== Brief ==
Within the data below, copy each line where the string "under" is found.

Records contained in a dataset
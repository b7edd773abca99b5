//! Command language: static tree and dispatcher
//!
//! ```rust
//! use pwmgr::command::{dispatch, Action, CommandTree, Resolved};
//! use pwmgr::lexer::tokenize;
//!
//! let tree = CommandTree::standard();
//! let stream = tokenize("+ account bob").unwrap();
//! match dispatch(stream, &tree).unwrap() {
//!     Resolved::Command { action, args, .. } => {
//!         assert_eq!(action, Action::AddAccount);
//!         assert_eq!(args[0].as_str(), "bob");
//!     }
//!     Resolved::Special { .. } => unreachable!(),
//! }
//! ```

pub mod dispatch;
pub mod tree;

pub use dispatch::{describe, dispatch, shorthand, DispatchError, Resolved};
pub use tree::{dependency, Action, CommandTree, Dependency, Node, NodeKind, Special, DEPENDENCIES};
//! Command tree display formatting
//!
//! Formats option listings, the full command tree and caret markers under
//! the offending position of an input line.

use crate::command::{dependency, Node};

/// Name of a branch followed by its dependency hint, if it has one
fn branch_label(node: &Node) -> String {
    match dependency(node.name) {
        Some(dep) => format!("{} {}", node.name, dep.hint),
        None => node.name.to_string(),
    }
}

/// Format the children of `node` as a list of alternatives
pub fn format_options(node: &Node) -> String {
    let children = node.children();
    if children.is_empty() {
        return String::new();
    }

    let labels: Vec<String> = children.iter().map(branch_label).collect();
    let width = labels.iter().map(String::len).max().unwrap_or(0);

    let mut output = String::from("Possible options are:");
    for (label, child) in labels.iter().zip(children) {
        output.push_str(&format!(
            "\n    {:<width$}  {}",
            label,
            child.description,
            width = width
        ));
    }
    output
}

/// Format every command reachable from `root`
///
/// Siblings go on their own line, indented with one ` |` per level; an only
/// child continues the line of its parent.
pub fn format_tree(root: &Node) -> String {
    let mut output = String::new();
    write_subtree(&mut output, root, 0);
    output.trim_start_matches('\n').to_string()
}

fn write_subtree(output: &mut String, node: &Node, depth: usize) {
    let children = node.children();
    for child in children {
        if children.len() == 1 {
            output.push(' ');
        } else {
            output.push('\n');
            output.push_str(&" |".repeat(depth));
        }
        output.push_str(&branch_label(child));

        if child.is_interior() {
            write_subtree(output, child, depth + 1);
        } else {
            output.push_str(" - ");
            output.push_str(child.description);
        }
    }
}

/// Format `line` with a caret under byte `offset`
pub fn format_caret(line: &str, offset: usize) -> String {
    let column = line
        .get(..offset)
        .map(|prefix| prefix.chars().count())
        .unwrap_or(offset);
    format!("{}\n{}^", line, " ".repeat(column))
}

#[cfg(test)]
mod tests {
    use super::*;
    use crate::command::CommandTree;

    #[test]
    fn test_options_show_dependency_hints() {
        let root = CommandTree::standard().root();
        let add = root.child("add").unwrap();

        let output = format_options(add);
        assert!(output.starts_with("Possible options are:"));
        assert!(output.contains("account name(word)"));
        assert!(output.contains("add a property to an account"));
    }

    #[test]
    fn test_options_of_leaf_are_empty() {
        let root = CommandTree::standard().root();
        assert_eq!(format_options(root.child("tree").unwrap()), "");
    }

    #[test]
    fn test_tree_layout() {
        let output = format_tree(CommandTree::standard().root());

        assert!(output.starts_with("help - shows help"));
        assert!(output.contains(
            "\n |property name(word) account name(word) value value(string|number) - "
        ));
        assert!(output.contains("\nlist accounts - lists all accounts"));
        assert!(output.contains("\n |backup - shows every entry of the journal"));
    }

    #[test]
    fn test_caret_position() {
        assert_eq!(format_caret("add \"x", 4), "add \"x\n    ^");
        assert_eq!(format_caret("é $", 3), "é $\n  ^");
    }
}
//! Display formatting for terminal output
//!
//! Plain-text formatting only; coloring by severity happens in the binary.

pub mod account;
pub mod command;

pub use account::{format_account_list, format_property};
pub use command::{format_caret, format_options, format_tree};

== Answer to this problem ==
//! Formats option listings, the full command tree and caret markers under
/// Format `line` with a caret under byte `offset`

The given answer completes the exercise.